Imaging studies may be useful in cases where the diagnosis is equivocal and plain film radiography may have a value. The incidence of presence of a fecalith that can be seen on direct roentgenograms ranges from 10 to 20% of cases with appendicitis and this ratio increases accordingly in patients with complicated appendicitis. Other subtle plain film findings are sentinel loop in the right lower quadrant, lumbar scoliosis with a concavity to the right lower quadrant, mass effect due to pelvic abscess, loss of psoas shadow and obliteration of the properitoneal fat stripe. It is necessary to have a chest radiograph for ruling out right lower lobe pneumonia. Although it is usually useful tool in the management of children with intussusception, barium enema may rarely be performed in children suspected of having appendicitis. Barium enema findings in appendicitis include: incomplete filling of the appendix, extrinsic mass effect on the cecum or terminal ileum and irregularities of the appendiceal lumen.

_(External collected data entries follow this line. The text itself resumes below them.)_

use std::time::Duration;

use tokio::sync::mpsc;

use crate::{
    domain::update::Update,
    usecases::{
        contracts::{ActionSink, Clock, Notifier},
        store::Store,
    },
};

#[derive(Debug, Clone, Copy, Default, PartialEq, Eq)]
pub struct LoopOptions {
    /// After the update channel closes, keep running until no scheduled task is left.
    pub settle: bool,
}

#[derive(Debug, Clone, Copy, Default, PartialEq, Eq)]
pub struct LoopReport {
    pub updates_received: usize,
    pub updates_committed: usize,
    pub tasks_fired: usize,
    pub tasks_left: usize,
}

/// Feeds updates into the store in delivery order and fires scheduled tasks when their
/// deadline passes. Returns once the channel is closed (and, with `settle`, once the
/// scheduler is drained).
pub async fn run<A, N, C>(
    store: &mut Store<A, N>,
    mut updates: mpsc::Receiver<Update>,
    clock: &C,
    options: LoopOptions,
) -> LoopReport
where
    A: ActionSink,
    N: Notifier,
    C: Clock,
{
    let mut report = LoopReport::default();

    loop {
        let deadline = store.next_task_due();

        tokio::select! {
            received = updates.recv() => {
                let Some(update) = received else {
                    break;
                };
                report.updates_received += 1;
                if store.dispatch(update, clock.now_ms()) {
                    report.updates_committed += 1;
                }
                report.tasks_fired += store.run_due_tasks(clock.now_ms());
            }
            _ = sleep_until(deadline, clock), if deadline.is_some() => {
                report.tasks_fired += store.run_due_tasks(clock.now_ms());
            }
        }
    }

    if options.settle {
        while let Some(due_ms) = store.next_task_due() {
            sleep_until(Some(due_ms), clock).await;
            report.tasks_fired += store.run_due_tasks(clock.now_ms());
        }
    }

    report.tasks_left = store.pending_tasks();
    tracing::debug!(
        updates_received = report.updates_received,
        updates_committed = report.updates_committed,
        tasks_fired = report.tasks_fired,
        tasks_left = report.tasks_left,
        "update loop finished"
    );

    report
}

async fn sleep_until<C: Clock>(due_ms: Option<i64>, clock: &C) {
    let Some(due_ms) = due_ms else {
        return;
    };
    let wait_ms = u64::try_from(due_ms.saturating_sub(clock.now_ms())).unwrap_or(0);
    tokio::time::sleep(Duration::from_millis(wait_ms)).await;
}
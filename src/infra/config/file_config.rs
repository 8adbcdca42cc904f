use std::{num::NonZeroUsize, path::PathBuf};

use serde::Deserialize;

use crate::{
    domain::ids::UserId,
    infra::config::{AppConfig, LogConfig, ReplayConfig, StateConfig},
};

#[derive(Debug, Deserialize, Default)]
pub struct FileConfig {
    pub logging: Option<FileLogConfig>,
    pub state: Option<FileStateConfig>,
    pub replay: Option<FileReplayConfig>,
}

impl FileConfig {
    pub fn merge_into(self, config: &mut AppConfig) {
        if let Some(logging) = self.logging {
            logging.merge_into(&mut config.logging);
        }

        if let Some(state) = self.state {
            state.merge_into(&mut config.state);
        }

        if let Some(replay) = self.replay {
            replay.merge_into(&mut config.replay);
        }
    }
}

#[derive(Debug, Deserialize, Default)]
pub struct FileLogConfig {
    pub level: Option<String>,
    pub file: Option<PathBuf>,
}

impl FileLogConfig {
    fn merge_into(self, config: &mut LogConfig) {
        if let Some(level) = self.level {
            config.level = level;
        }

        if self.file.is_some() {
            config.file = self.file;
        }
    }
}

#[derive(Debug, Deserialize, Default)]
pub struct FileStateConfig {
    pub max_active_pinned_chats: Option<NonZeroUsize>,
    pub typing_status_clear_delay_ms: Option<u64>,
    pub current_user_id: Option<UserId>,
}

impl FileStateConfig {
    fn merge_into(self, config: &mut StateConfig) {
        if let Some(max_active_pinned_chats) = self.max_active_pinned_chats {
            config.max_active_pinned_chats = max_active_pinned_chats.get();
        }

        if let Some(delay_ms) = self.typing_status_clear_delay_ms {
            config.typing_status_clear_delay_ms = delay_ms;
        }

        if self.current_user_id.is_some() {
            config.current_user_id = self.current_user_id;
        }
    }
}

#[derive(Debug, Deserialize, Default)]
pub struct FileReplayConfig {
    pub settle_timers: Option<bool>,
}

impl FileReplayConfig {
    fn merge_into(self, config: &mut ReplayConfig) {
        if let Some(settle_timers) = self.settle_timers {
            config.settle_timers = settle_timers;
        }
    }
}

With a sensitivity of 85% and specificity of greater than 90%, ultrasonography (US) is a useful diagnostic tool if performed especially by skilled hands. Sonographic criteria for the diagnosis of appendicitis is demonstration of a noncompressible appendix that is 7 mm or larger in diameter, a wall thicker than 2 mm or an irregular wall that is rigid, and lacks peristalsis [11]. Other findings that may be helpful in diagnosing appendicitis include absence of air in the appendiceal lumen, periappendiceal fat changes, visible appendicolith, complex mass, mesenteric lymph nodes and free fluid [11]. Advantages of US include lack of sedation, contrast agents and radiation during procedure [12]. On the other hand, there are also disadvantages regarding US that include need for operator experience, a lack of regular availability during off hours, difficult visualization especially in obese children [13]. Computed tomography (CT) is also useful for inconclusive cases. It combines the advantages of many other imaging modalities, including rapid acquisition time and a lack of operator dependency [14]. The findings of an enlarged appendix (>6 mm), appendiceal wall thickening (>1 mm) and appendiceal wall enhancement are useful diagnostic criteria that are found in CT. Comparing US and CT in diagnosing appendicitis in children, it has been proposed that US is more specific and CT is more sensitive [15]. Magnetic resonance imaging (MRI) has a high diagnostic accuracy for appendicitis, but it has certain disadvantages including limited utility, lack of availability in many centers, lengthy acquisition time, need for sedation or anesthesia and high cost compared to other imaging modalities [15]. It should be re-emphasized again that these radiological diagnostic modalities, if used routinely, cause hospital resource utilization and delay in surgical treatment. Besides, potential cancer risk associated with ionizing radiation from CT should also be kept in mind and these imaging tools should be reserved for patients with uncertain findings related to appendicitis.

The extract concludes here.